Die wirtschaftlichen Probleme sind technisch, geradezu nuanciert – und umfassen etwa die Auswirkungen negativer Zinssätze und die damit verbundenen Risiken auf der Suche nach höheren Renditen. Sie verstehen, worauf ich hinauswill: Nichts, worüber sich der vernünftige Mann oder Frau in Davos Sorgen machen müsste.

 

Das eröffnete den Raum für das Problem des Klimawandels. Wir reisten inmitten großer Ankündigungen an – zuerst von Blackrock, wo eine Veräußerung der Aktien von Kohleunternehmen verkündet wurde. Und dann das Versprechen von Microsoft, kohlenstoffneutral zu werden (und das schon bald). Öffentlichkeitswirksame Zusagen für das wichtigste unter den zentralen Themen.

 

Eine Kraft des Guten

Was mir jedoch beim diesjährigen WEF insbesondere auffiel, waren die Unterschiede hinsichtlich der Teilnehmer und die Art und Weise, wie sie miteinander interagierten. Auf der einen Seite mischten sich etwa Risikokapitalgeber und Private Equity-Investoren unter die Tech-CEOs (die wiederum auf der Suche nach Finanzierungen waren). Auf der anderen Seite beschäftigten sich die gesellschaftlichen Führungspersönlichkeiten mit der Diversität, digitalen Privatsphäre, Ungleichheit, Entwicklungsländern und natürlich der Umwelt.

 

Auf den ersten Blick könnte man meinen, die beiden Gruppen wären wie Öl und Wasser. Das habe ich zumindest immer gedacht. Ich habe mich jedoch geirrt. Zusammen haben sie viele Gemeinsamkeiten gefunden. Tech-Experten und Investoren sind sehr an der digitalen Privatsphäre und der Stärkung der Ärmsten in der Welt interessiert (und gewinnen unterwegs nebenbei Marktanteile). Die gesellschaftlichen Führungspersonen lieben die Technologie und haben erkannt, dass sie – richtig reguliert – eine Kraft des Guten sein kann. Ihr Zusammentreffen wurde zusätzlich dadurch erleichtert, dass die meisten von ihnen unter 40 Jahre alt sind und daher eine völlig andere Auffassung von Inklusion haben als die ältere Generation.

 

Showdown in Davos

Die beiden Hauptprotagonisten in Davos könnten vom Alter und von der Philosophie her kaum weiter auseinander liegen. Mit einer Kombination aus Jet, Hubschrauber und Limousine reiste Präsident Trump am Dienstag beim WEF an, flankiert von einer großen Delegation. Seine Botschaft an die Delegierten lautete im Wesentlichen, dass alles in Ordnung sei und wir diese ganze Umweltsache schon hinbekommen würden – man solle nicht so trostlos sein. Greta Thunberg kam mit dem Zug an und warf Davos aufgegebene Versprechen, Schweigen und – am schlimmsten von allen – leere Rhetorik vor.

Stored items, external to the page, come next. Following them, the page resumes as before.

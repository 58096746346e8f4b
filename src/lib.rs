//! This library implements decoding, querying and re-encoding of
//! JavaScript style source maps (format version 3).
//!
//! ## Basic Operation
//!
//! Source maps are loaded from JSON documents.  The outer envelope is
//! parsed with `serde`; the packed `mappings` string is unpacked lazily
//! the first time segments are needed.
//!
//! ```rust
//! use srcmap::SourceMap;
//! let input: &[_] = b"{
//!     \"version\":3,
//!     \"sources\":[\"coolstuff.js\"],
//!     \"names\":[\"x\",\"alert\"],
//!     \"mappings\":\"AAAA,GAAIA,GAAI,EACR,IAAIA,GAAK,EAAG,CACVC,MAAM\"
//! }";
//! let mut sm = SourceMap::from_reader(input).unwrap();
//! let segment = sm.lookup(0, 4, None).unwrap().unwrap();
//! println!("segment: {}", segment);
//! ```
//!
//! Real-world maps are frequently corrupt in small ways, most commonly
//! stale indices into `sources` or `names`.  Structural corruption of the
//! mappings string fails the decode, but out of range indices do not:
//! lookups clear an invalid name reference and substitute a caller-chosen
//! fallback for an invalid source reference, so one bad segment never
//! poisons the rest of the map.
//!
//! For concurrent read-only queries, freeze a decoded map into an
//! [`UnpackedSourceMap`] and share that.

pub use crate::decoder::{decode, decode_slice};
pub use crate::errors::{Error, Result};
pub use crate::types::{Segment, Source, SourceMap, SourcePos, UnpackedSourceMap};

mod decoder;
mod encoder;
mod errors;
mod jsontypes;
mod mappings;
mod types;
mod vlq;

#[doc(hidden)]
pub mod internals {
    pub use crate::mappings::{decode_mappings, encode_mappings, DeltaState};
    pub use crate::vlq::{decode_vlq_segment, encode_vlq, encode_vlq_segment};
}
use std::fmt;
use std::hash::{Hash, Hasher};
use std::io::Read;

use crate::decoder::decode;
use crate::errors::Result;
use crate::mappings::{decode_mappings, encode_mappings};

/// An original source referred to from a source map.
///
/// `content` carries the source text when it is embedded inline in the
/// map; otherwise the text has to be fetched from `url`.  Sources have no
/// identity beyond their position in the owning map's source list.
#[derive(Debug, Clone, PartialEq, Eq)]
pub struct Source {
    /// location of the source
    pub url: String,
    /// inline copy of the source text, if the map embeds one
    pub content: Option<String>,
}

impl Source {
    /// A source that has to be fetched from its URL.
    pub fn remote(url: impl Into<String>) -> Source {
        Source {
            url: url.into(),
            content: None,
        }
    }

    /// A source whose text is embedded in the map.
    pub fn inline(url: impl Into<String>, content: impl Into<String>) -> Source {
        Source {
            url: url.into(),
            content: Some(content.into()),
        }
    }
}

/// A position in an original source: source index, 0-based line and
/// column, and an optional index into the map's name list.
#[derive(Debug, Clone, Copy, PartialEq, Eq, Hash)]
pub struct SourcePos {
    /// 0-based index into the map's sources
    pub source: i32,
    /// 0-based line in the source
    pub line: i32,
    /// 0-based column on `line`
    pub column: i32,
    /// 0-based index into the map's names, if the segment has one
    pub name: Option<i32>,
}

impl SourcePos {
    pub fn new(source: i32, line: i32, column: i32) -> SourcePos {
        SourcePos {
            source,
            line,
            column,
            name: None,
        }
    }

    pub fn with_name(source: i32, line: i32, column: i32, name: i32) -> SourcePos {
        SourcePos {
            source,
            line,
            column,
            name: Some(name),
        }
    }

    /// This position without its name reference.
    pub fn without_name(self) -> SourcePos {
        SourcePos { name: None, ..self }
    }
}

impl fmt::Display for SourcePos {
    fn fmt(&self, f: &mut fmt::Formatter) -> fmt::Result {
        write!(f, "{}:{}:{}", self.source, self.line, self.column)?;
        if let Some(name) = self.name {
            write!(f, " name={name}")?;
        }
        Ok(())
    }
}

/// One column range on a single generated line, mapped to a source
/// position or explicitly unmapped.
///
/// `last_column` is advisory: the wire format only stores the first
/// column, and a segment runs until the start of the next one on its
/// line.  Decoding fills it in where a next segment exists and leaves it
/// `None` for the final segment on a line.  It takes no part in equality
/// or hashing.
#[derive(Debug, Clone, Copy)]
pub struct Segment {
    /// 0-based first generated column covered by the segment
    pub first_column: i32,
    /// 0-based last generated column (inclusive), when known
    pub last_column: Option<i32>,
    /// where the range came from, or `None` for an unmapped range
    pub source_pos: Option<SourcePos>,
}

impl Segment {
    pub fn new(first_column: i32, source_pos: Option<SourcePos>) -> Segment {
        Segment {
            first_column,
            last_column: None,
            source_pos,
        }
    }

    /// This segment with `source_pos` replaced.
    pub fn with_source_pos(self, source_pos: Option<SourcePos>) -> Segment {
        Segment { source_pos, ..self }
    }
}

impl PartialEq for Segment {
    fn eq(&self, other: &Segment) -> bool {
        // last_column is derived, not canonical data
        self.first_column == other.first_column && self.source_pos == other.source_pos
    }
}

impl Eq for Segment {}

impl Hash for Segment {
    fn hash<H: Hasher>(&self, state: &mut H) {
        self.first_column.hash(state);
        self.source_pos.hash(state);
    }
}

impl fmt::Display for Segment {
    fn fmt(&self, f: &mut fmt::Formatter) -> fmt::Result {
        match self.last_column {
            Some(last) => write!(f, "cols={}..={}", self.first_column, last)?,
            None => write!(f, "cols={}..", self.first_column)?,
        }
        match &self.source_pos {
            Some(pos) => write!(f, " -> {pos}"),
            None => write!(f, " unmapped"),
        }
    }
}

/// Represents a source map in memory.
///
/// Owns the outer envelope fields plus the packed `mappings` string.  The
/// decoded segment table is a cache, materialized on first use; replacing
/// the segments or resizing `sources`/`names` marks the packed string
/// stale, and it is regenerated on the next encode.
#[derive(Debug)]
pub struct SourceMap {
    version: u32,
    file: Option<String>,
    source_root: Option<String>,
    sources: Vec<Source>,
    names: Vec<String>,
    mappings: String,
    segments: Option<Vec<Vec<Segment>>>,
    mappings_valid: bool,
}

impl SourceMap {
    /// Creates an empty version 3 source map.
    pub fn new() -> SourceMap {
        SourceMap {
            version: 3,
            file: None,
            source_root: None,
            sources: vec![],
            names: vec![],
            mappings: String::new(),
            segments: None,
            mappings_valid: true,
        }
    }

    /// Reads a source map from a JSON stream in UTF-8 format.
    ///
    /// ```rust
    /// use srcmap::SourceMap;
    /// let input: &[_] = b"{
    ///     \"version\":3,
    ///     \"sources\":[\"coolstuff.js\"],
    ///     \"names\":[\"x\",\"alert\"],
    ///     \"mappings\":\"AAAA,GAAIA,GAAI,EACR,IAAIA,GAAK,EAAG,CACVC,MAAM\"
    /// }";
    /// let sm = SourceMap::from_reader(input).unwrap();
    /// ```
    pub fn from_reader<R: Read>(rdr: R) -> Result<SourceMap> {
        decode(rdr)
    }

    /// Reads a source map from a JSON byte slice.
    pub fn from_slice(slice: &[u8]) -> Result<SourceMap> {
        crate::decoder::decode_slice(slice)
    }

    /// Returns the version of the source map.
    pub fn get_version(&self) -> u32 {
        self.version
    }

    /// Returns the embedded filename in case there is one.
    pub fn get_file(&self) -> Option<&str> {
        self.file.as_deref()
    }

    /// Sets a new value for the file.
    pub fn set_file(&mut self, value: Option<String>) {
        self.file = value;
    }

    /// Returns the source root in case there is one.
    pub fn get_source_root(&self) -> Option<&str> {
        self.source_root.as_deref()
    }

    /// Sets a new value for the source root.
    pub fn set_source_root(&mut self, value: Option<String>) {
        self.source_root = value;
    }

    /// Returns the sources of the map.
    pub fn sources(&self) -> &[Source] {
        &self.sources
    }

    /// Looks up a source for a specific index.
    pub fn get_source(&self, idx: u32) -> Option<&Source> {
        self.sources.get(idx as usize)
    }

    /// Replaces the source list.
    ///
    /// Changing the number of sources invalidates the packed mappings
    /// kept alongside a modified segment table.
    pub fn set_sources(&mut self, sources: Vec<Source>) {
        if sources.len() != self.sources.len() {
            self.mappings_valid = false;
        }
        self.sources = sources;
    }

    /// Appends a source, returning its index.
    pub fn add_source(&mut self, source: Source) -> u32 {
        self.sources.push(source);
        self.mappings_valid = false;
        self.sources.len() as u32 - 1
    }

    /// Returns the names of the map.
    pub fn names(&self) -> &[String] {
        &self.names
    }

    /// Looks up a name for a specific index.
    pub fn get_name(&self, idx: u32) -> Option<&str> {
        self.names.get(idx as usize).map(|x| &x[..])
    }

    /// Replaces the name list.  See `set_sources` for the caching rules.
    pub fn set_names(&mut self, names: Vec<String>) {
        if names.len() != self.names.len() {
            self.mappings_valid = false;
        }
        self.names = names;
    }

    /// Appends a name, returning its index.
    pub fn add_name(&mut self, name: String) -> u32 {
        self.names.push(name);
        self.mappings_valid = false;
        self.names.len() as u32 - 1
    }

    /// Returns the packed `mappings` string.
    ///
    /// May be stale if segments were replaced or `sources`/`names` resized
    /// since the map was decoded; encoding regenerates it first.
    pub fn get_mappings(&self) -> &str {
        &self.mappings
    }

    /// Replaces the packed `mappings` string, dropping any decoded
    /// segment table derived from the old one.
    pub fn set_mappings(&mut self, mappings: String) {
        self.mappings = mappings;
        self.segments = None;
        self.mappings_valid = true;
    }

    /// One list of segments for every line in the generated file.
    ///
    /// Decodes the packed mappings on first use and caches the result.
    /// Fails only on structural corruption; out of range source or name
    /// indices are kept as decoded.
    pub fn segments(&mut self) -> Result<&[Vec<Segment>]> {
        self.materialize_segments()?;
        Ok(self.segments.as_deref().unwrap_or_default())
    }

    /// Replaces the segment table.  No validation against `sources` or
    /// `names`; the packed string is regenerated on the next encode.
    pub fn set_segments(&mut self, segments: Vec<Vec<Segment>>) {
        self.segments = Some(segments);
        self.mappings_valid = false;
    }

    /// Maps a generated position to the segment covering it.
    ///
    /// Returns the segment with the greatest `first_column` at or before
    /// `column` on `line`, or `None` when the line is out of range, has
    /// no segments, or `column` lies before its first segment.  A
    /// matched segment with an out of range name index comes back with
    /// the name cleared; one with an out of range source index comes
    /// back with `invalid_source_pos` (default unmapped) in place of its
    /// source position.
    pub fn lookup(
        &mut self,
        line: u32,
        column: u32,
        invalid_source_pos: Option<SourcePos>,
    ) -> Result<Option<Segment>> {
        self.materialize_segments()?;
        Ok(lookup_segment(
            self.segments.as_deref().unwrap_or_default(),
            self.sources.len(),
            self.names.len(),
            line,
            column,
            invalid_source_pos,
        ))
    }

    fn materialize_segments(&mut self) -> Result<()> {
        if self.segments.is_none() {
            self.segments = Some(decode_mappings(&self.mappings)?);
        }
        Ok(())
    }

    /// Regenerates the packed string from the segment table if it is
    /// stale.  With `check_references` set, segments holding out of range
    /// indices fail the encode instead of passing through.
    pub(crate) fn regenerate_mappings(&mut self, check_references: bool) -> Result<()> {
        if self.mappings_valid {
            return Ok(());
        }
        self.materialize_segments()?;
        let bounds = check_references.then(|| (self.sources.len(), self.names.len()));
        self.mappings = encode_mappings(self.segments.as_deref().unwrap_or_default(), bounds)?;
        self.mappings_valid = true;
        Ok(())
    }
}

impl Default for SourceMap {
    fn default() -> SourceMap {
        SourceMap::new()
    }
}

/// A source map frozen together with its decoded segment table.
///
/// Decoding happens once, up front; afterwards the value is immutable and
/// queries take `&self`, so a single instance can be shared across
/// threads behind an `Arc`.
#[derive(Debug)]
pub struct UnpackedSourceMap {
    map: SourceMap,
    segments: Vec<Vec<Segment>>,
}

impl UnpackedSourceMap {
    /// Decodes the map's segment table and freezes both.
    pub fn new(mut map: SourceMap) -> Result<UnpackedSourceMap> {
        let segments = map.segments()?.to_vec();
        Ok(UnpackedSourceMap { map, segments })
    }

    /// The underlying source map.
    pub fn map(&self) -> &SourceMap {
        &self.map
    }

    /// The decoded segment table.
    pub fn segments(&self) -> &[Vec<Segment>] {
        &self.segments
    }

    /// Maps a generated position to the segment covering it.
    ///
    /// Same behavior as `SourceMap::lookup` without the lazy decode.
    pub fn lookup(
        &self,
        line: u32,
        column: u32,
        invalid_source_pos: Option<SourcePos>,
    ) -> Option<Segment> {
        lookup_segment(
            &self.segments,
            self.map.sources().len(),
            self.map.names().len(),
            line,
            column,
            invalid_source_pos,
        )
    }

    /// A formatted multi-line description of the segment table.
    pub fn segments_description(&self) -> String {
        let mut lines = vec![];
        for (line_index, line) in self.segments.iter().enumerate() {
            let intro = format!("line={line_index} ");
            if line.is_empty() {
                lines.push(intro.trim_end().to_string());
                continue;
            }
            let pad = " ".repeat(intro.len());
            for (segment_index, segment) in line.iter().enumerate() {
                let prefix = if segment_index == 0 { &intro } else { &pad };
                lines.push(format!("{prefix}{segment}"));
            }
        }
        lines.join("\n")
    }
}

fn lookup_segment(
    segments: &[Vec<Segment>],
    sources_len: usize,
    names_len: usize,
    line: u32,
    column: u32,
    invalid_source_pos: Option<SourcePos>,
) -> Option<Segment> {
    let line_segments = segments.get(line as usize)?;
    let first = line_segments.first()?;
    if i64::from(column) < i64::from(first.first_column) {
        return None;
    }

    // last segment starting at or before the column; lines rarely hold
    // enough segments to make a binary search worthwhile
    let mut found = first;
    for segment in &line_segments[1..] {
        if i64::from(column) < i64::from(segment.first_column) {
            break;
        }
        found = segment;
    }

    let mut segment = *found;
    if let Some(pos) = segment.source_pos {
        if let Some(name) = pos.name {
            if i64::from(name) >= names_len as i64 {
                segment.source_pos = Some(pos.without_name());
            }
        }
    }
    if let Some(pos) = segment.source_pos {
        if i64::from(pos.source) >= sources_len as i64 {
            segment.source_pos = invalid_source_pos;
        }
    }
    Some(segment)
}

Während Trump angesichts des laufenden Amtsenthebungsverfahrens in Washington seine Basis und Wahlbotschaften im Hinterkopf hatte, verfolgte Thunberg keine derart komplexe Agenda und kümmerte sich nicht um Parteipolitik. Das war die unwiderstehliche Kraft, die auf das unbewegliche Objekt traf. Es schien tatsächlich so, als würden die Funken überspringen – aber stattdessen trat das WEF insgesamt fast schon harmonisch auf.

 

Das WEF im Wandel?

Es war zudem spannend zu beobachten, dass Unternehmen zunehmend ihre eigenen Panels an der Promenade abhielten, sprich: ernsthafte Diskussionen über soziale, technologische und ökologische Themen – was in der Tat eine Bereicherung für die Agenda des WEF war.

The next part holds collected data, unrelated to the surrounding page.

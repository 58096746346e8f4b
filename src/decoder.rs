use std::io::{BufReader, Read};

use crate::errors::{Error, Result};
use crate::jsontypes::RawSourceMap;
use crate::types::{Source, SourceMap};

/// Decodes a source map from a reader over a JSON stream.
///
/// Only the envelope is decoded here; the `mappings` string is unpacked
/// lazily the first time the segments are needed, since that is the
/// expensive part and not every use needs it.
pub fn decode<R: Read>(rdr: R) -> Result<SourceMap> {
    let mut rdr = BufReader::new(rdr);
    let rsm: RawSourceMap = serde_json::from_reader(&mut rdr)?;
    decode_common(rsm)
}

/// Decodes a source map from a JSON byte slice.
pub fn decode_slice(slice: &[u8]) -> Result<SourceMap> {
    let rsm: RawSourceMap = serde_json::from_slice(slice)?;
    decode_common(rsm)
}

fn decode_common(rsm: RawSourceMap) -> Result<SourceMap> {
    if rsm.version != 3 {
        return Err(Error::UnsupportedVersion(rsm.version));
    }

    let sources = match rsm.sources_content {
        Some(contents) => {
            if contents.len() != rsm.sources.len() {
                return Err(Error::InconsistentSources {
                    sources: rsm.sources.len(),
                    sources_content: contents.len(),
                });
            }
            rsm.sources
                .into_iter()
                .zip(contents)
                .map(|(url, content)| Source { url, content })
                .collect()
        }
        None => rsm.sources.into_iter().map(Source::remote).collect(),
    };

    let mut sm = SourceMap::new();
    sm.set_file(rsm.file);
    sm.set_source_root(rsm.source_root);
    sm.set_sources(sources);
    sm.set_names(rsm.names);
    sm.set_mappings(rsm.mappings);
    Ok(sm)
}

Davos 2020 wird als das Jahr in die Geschichte eingehen, in dem sich etwas verändert hat. Wir können nicht wirklich sagen, was es genau war oder ob es andauern wird; es fühlte sich einfach anders an.

Für eine 50-jährige Organisation, die regelmäßig als elitär kritisiert wird und deren Leitfigur Klaus Schwab über 80 Jahre alt ist, wird es keine sonderlich leichte Aufgabe sein, einen solchen Wandel zu vollziehen. Wir dürfen also gespannt sein, ob er gelingt.